このまま「はい、わかりました」と続ける以外の選択肢がなかった。
「ユリウスの実力は十分にわかった。今すぐ専属契約をお願いします!!」
リゼリアは森の香りを深呼吸しながらも、興奮冷めやらぬ様子で、まっすぐに俺を見つめてきた。
その瞳には、さっきまでの探究心に加えて、獲物を見つけた商人のような鋭い光が宿っている。
「わかりました。では工房に戻ろう、リゼリア」
そう呼びかけると、リゼリアは残念そうな顔になった。
「そう、戻らないと契約できないもんね……」
後ろ髪を引かれているリゼリアを半ば強引に引っ張り、俺たちは工房に戻った。
そこで契約書に署名を交わす。
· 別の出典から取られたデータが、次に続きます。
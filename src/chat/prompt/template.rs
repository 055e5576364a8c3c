use indexmap::IndexMap;

/// Values for `{{name}}` placeholders.
#[derive(Clone, Debug, Default, PartialEq, Eq)]
pub struct TemplateVariables {
    values: IndexMap<String, String>,
}

impl TemplateVariables {
    pub fn new() -> Self {
        Self::default()
    }

    pub fn set(mut self, name: impl Into<String>, value: impl Into<String>) -> Self {
        self.values.insert(name.into(), value.into());
        self
    }

    pub fn get(&self, name: &str) -> Option<&str> {
        self.values.get(name).map(String::as_str)
    }

    /// Helper to substitute template placeholders in a string.
    ///
    /// Unknown placeholders are left untouched.
    pub fn substitute(&self, s: &str) -> String {
        self.values
            .iter()
            .fold(s.to_string(), |acc, (name, value)| {
                acc.replace(&format!("{{{{{name}}}}}"), value)
            })
    }

    /// Helper to substitute template placeholders for a slice of strings.
    pub fn substitute_all(&self, items: &[String]) -> Vec<String> {
        items.iter().map(|s| self.substitute(s)).collect()
    }
}

impl<K: Into<String>, V: Into<String>> FromIterator<(K, V)> for TemplateVariables {
    fn from_iter<T: IntoIterator<Item = (K, V)>>(iter: T) -> Self {
        Self {
            values: iter
                .into_iter()
                .map(|(k, v)| (k.into(), v.into()))
                .collect(),
        }
    }
}

#[cfg(test)]
mod tests {
    use super::*;

    #[test]
    fn replaces_every_occurrence() {
        let vars = TemplateVariables::new().set("role", "Python security");
        assert_eq!(
            vars.substitute("You are a {{role}} expert. Act as a {{role}}."),
            "You are a Python security expert. Act as a Python security."
        );
    }

    #[test]
    fn leaves_unknown_and_single_braces_alone() {
        let vars = TemplateVariables::from_iter([("task", "audit")]);
        assert_eq!(
            vars.substitute("{{task}} {{code}} {task}"),
            "audit {{code}} {task}"
        );
        assert_eq!(vars.get("task"), Some("audit"));
        assert_eq!(vars.get("code"), None);
    }

    #[test]
    fn substitutes_slices() {
        let vars = TemplateVariables::new().set("name", "mei");
        let out = vars.substitute_all(&["hi {{name}}".to_string(), "bye".to_string()]);
        assert_eq!(out, vec!["hi mei", "bye"]);
    }
}
impl PathData {
    /// Creates a new, empty path.
    #[inline]
    pub fn new() -> Self {
        PathData::default()
    }

    /// Whether the path carries no geometry.
    ///
    /// An empty path is a valid no-op: degenerate output, like
    /// a radius-zero morphology, produces one.
    #[inline]
    pub fn is_empty(&self) -> bool {
        self.segments.is_empty()
    }

    /// The segment count.
    #[inline]
    pub fn len(&self) -> usize {
        self.segments.len()
    }

    /// Creates a rectangular path.
    pub fn from_rect(rect: Rect) -> Self {
        let p1 = Point::new(rect.x(), rect.y());
        let p2 = Point::new(rect.right(), rect.y());
        let p3 = Point::new(rect.right(), rect.bottom());
        let p4 = Point::new(rect.x(), rect.bottom());

        PathData {
            segments: vec![
                Segment::Line { start: p1, end: p2 },
                Segment::Line { start: p2, end: p3 },
                Segment::Line { start: p3, end: p4 },
                Segment::Line { start: p4, end: p1 },
            ],
            closed: true,
        }
    }

    /// Drops spare capacity; segment storage is sized once after
    /// parsing and never reallocates afterwards.
    pub fn shrink_to_fit(&mut self) {
        self.segments.shrink_to_fit();
    }

    /// Splits the path into subpaths at connection discontinuities.
    pub fn subpaths(&self) -> Vec<&[Segment]> {
        let mut list = Vec::new();
        let mut start = 0;
        for i in 1..self.segments.len() {
            let prev_end = self.segments[i - 1].end();
            let cur_start = self.segments[i].start();
            if prev_end.distance(cur_start) > CONNECTION_EPSILON {
                list.push(&self.segments[start..i]);
                start = i;
            }
        }

        if !self.segments.is_empty() {
            list.push(&self.segments[start..]);
        }

        list
    }

    /// Returns a copy with all arcs lowered into cubic curves.
    pub fn lower_arcs(&self) -> PathData {
        let mut segments = Vec::with_capacity(self.segments.len());
        for seg in &self.segments {
            match seg {
                Segment::Arc { .. } => segments.extend(seg.to_cubics()),
                seg => segments.push(*seg),
            }
        }

        PathData {
            segments,
            closed: self.closed,
        }
    }

    /// Applies the transform to the path.
    pub fn transform(&mut self, ts: Transform) {
        if ts.is_default() {
            return;
        }

        for seg in &mut self.segments {
            match seg {
                Segment::Line { start, end } => {
                    *start = ts.apply_to(*start);
                    *end = ts.apply_to(*end);
                }
                Segment::Cubic { start, c1, c2, end } => {
                    *start = ts.apply_to(*start);
                    *c1 = ts.apply_to(*c1);
                    *c2 = ts.apply_to(*c2);
                    *end = ts.apply_to(*end);
                }
                // Transforming a symbolic arc is only valid for uniform
                // scale/translate. Callers must lower arcs first otherwise.
                Segment::Arc {
                    start,
                    rx,
                    ry,
                    end,
                    ..
                } => {
                    let (sx, sy) = ts.get_scale();
                    *start = ts.apply_to(*start);
                    *end = ts.apply_to(*end);
                    *rx *= sx;
                    *ry *= sy;
                }
            }
        }
    }

    /// The tight bounding box, with curve extrema accounted for.
    ///
    /// Walks every segment, so callers should hold on to the result.
    pub fn bounding_box(&self) -> Option<Rect> {
        let lowered;
        let segments = if self.segments.iter().any(|s| matches!(s, Segment::Arc { .. })) {
            lowered = self.lower_arcs();
            &lowered.segments
        } else {
            &self.segments
        };

        let first = segments.first()?;
        let mut minx = first.start().x;
        let mut miny = first.start().y;
        let mut maxx = minx;
        let mut maxy = miny;

        let mut add = |p: Point| {
            minx = minx.min(p.x);
            miny = miny.min(p.y);
            maxx = maxx.max(p.x);
            maxy = maxy.max(p.y);
        };

        for seg in segments {
            match *seg {
                Segment::Line { start, end } => {
                    add(start);
                    add(end);
                }
                Segment::Cubic { start, c1, c2, end } => {
                    let curve = kurbo::CubicBez::new(
                        kurbo::Point::new(start.x, start.y),
                        kurbo::Point::new(c1.x, c1.y),
                        kurbo::Point::new(c2.x, c2.y),
                        kurbo::Point::new(end.x, end.y),
                    );
                    let r = curve.bounding_box();
                    add(Point::new(r.x0, r.y0));
                    add(Point::new(r.x1, r.y1));
                }
                Segment::Arc { .. } => unreachable!("arcs were lowered above"),
            }
        }

        // A degenerate path still has a location, but no valid rect.
        Rect::new(minx, miny, maxx - minx, maxy - miny)
    }

    /// The total arc length, used for paced interpolation and motion
    /// sampling. Walks and measures every segment.
    pub fn length(&self) -> f64 {
        let lowered = self.lower_arcs();

        let mut length = 0.0;
        for seg in &lowered.segments {
            match *seg {
                Segment::Line { start, end } => length += start.distance(end),
                Segment::Cubic { start, c1, c2, end } => {
                    let curve = kurbo::CubicBez::new(
                        kurbo::Point::new(start.x, start.y),
                        kurbo::Point::new(c1.x, c1.y),
                        kurbo::Point::new(c2.x, c2.y),
                        kurbo::Point::new(end.x, end.y),
                    );
                    length += curve.arclen(0.5);
                }
                Segment::Arc { .. } => {}
            }
        }

        if self.closed {
            if let (Some(first), Some(last)) = (self.segments.first(), self.segments.last()) {
                length += last.end().distance(first.start());
            }
        }

        length
    }

    /// Evaluates the point at the provided normalized position.
    ///
    /// Used by motion-path sampling. Arcs are lowered first.
    pub fn point_at(&self, t: f64) -> Option<Point> {
        let lowered = self.lower_arcs();
        if lowered.is_empty() {
            return None;
        }

        let total = lowered.length();
        if nearly_zero(total) {
            return Some(lowered.segments[0].start());
        }

        let mut target = t.clamp(0.0, 1.0) * total;
        for seg in &lowered.segments {
            let seg_len = match *seg {
                Segment::Line { start, end } => start.distance(end),
                Segment::Cubic { start, c1, c2, end } => kurbo::CubicBez::new(
                    kurbo::Point::new(start.x, start.y),
                    kurbo::Point::new(c1.x, c1.y),
                    kurbo::Point::new(c2.x, c2.y),
                    kurbo::Point::new(end.x, end.y),
                )
                .arclen(0.5),
                Segment::Arc { .. } => 0.0,
            };

            if target <= seg_len || nearly_zero(seg_len) {
                let local = if nearly_zero(seg_len) {
                    0.0
                } else {
                    target / seg_len
                };
                return Some(match *seg {
                    Segment::Line { start, end } => Point::new(
                        start.x + (end.x - start.x) * local,
                        start.y + (end.y - start.y) * local,
                    ),
                    Segment::Cubic { start, c1, c2, end } => {
                        let p = kurbo::CubicBez::new(
                            kurbo::Point::new(start.x, start.y),
                            kurbo::Point::new(c1.x, c1.y),
                            kurbo::Point::new(c2.x, c2.y),
                            kurbo::Point::new(end.x, end.y),
                        )
                        .eval(local);
                        Point::new(p.x, p.y)
                    }
                    Segment::Arc { .. } => unreachable!(),
                });
            }

            target -= seg_len;
        }

        lowered.segments.last().map(|s| s.end())
    }
}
これで正式に、俺はリゼリアの専属契約冒険者になった。
「これからどうぞよろしく、ユリウス!」
「ああ、よろしく、リゼリア」
彼女の差し出した手は、さっきまでの勢いとは打って変わって、しっかりとした握手だった。
今後も彼女の奇行に付き合うのは大変そうだが、金銭的な不安は消え去った。
それに、何より……俺の人生は、この変人錬金術師に振り回されながら、きっともっと面白くなる。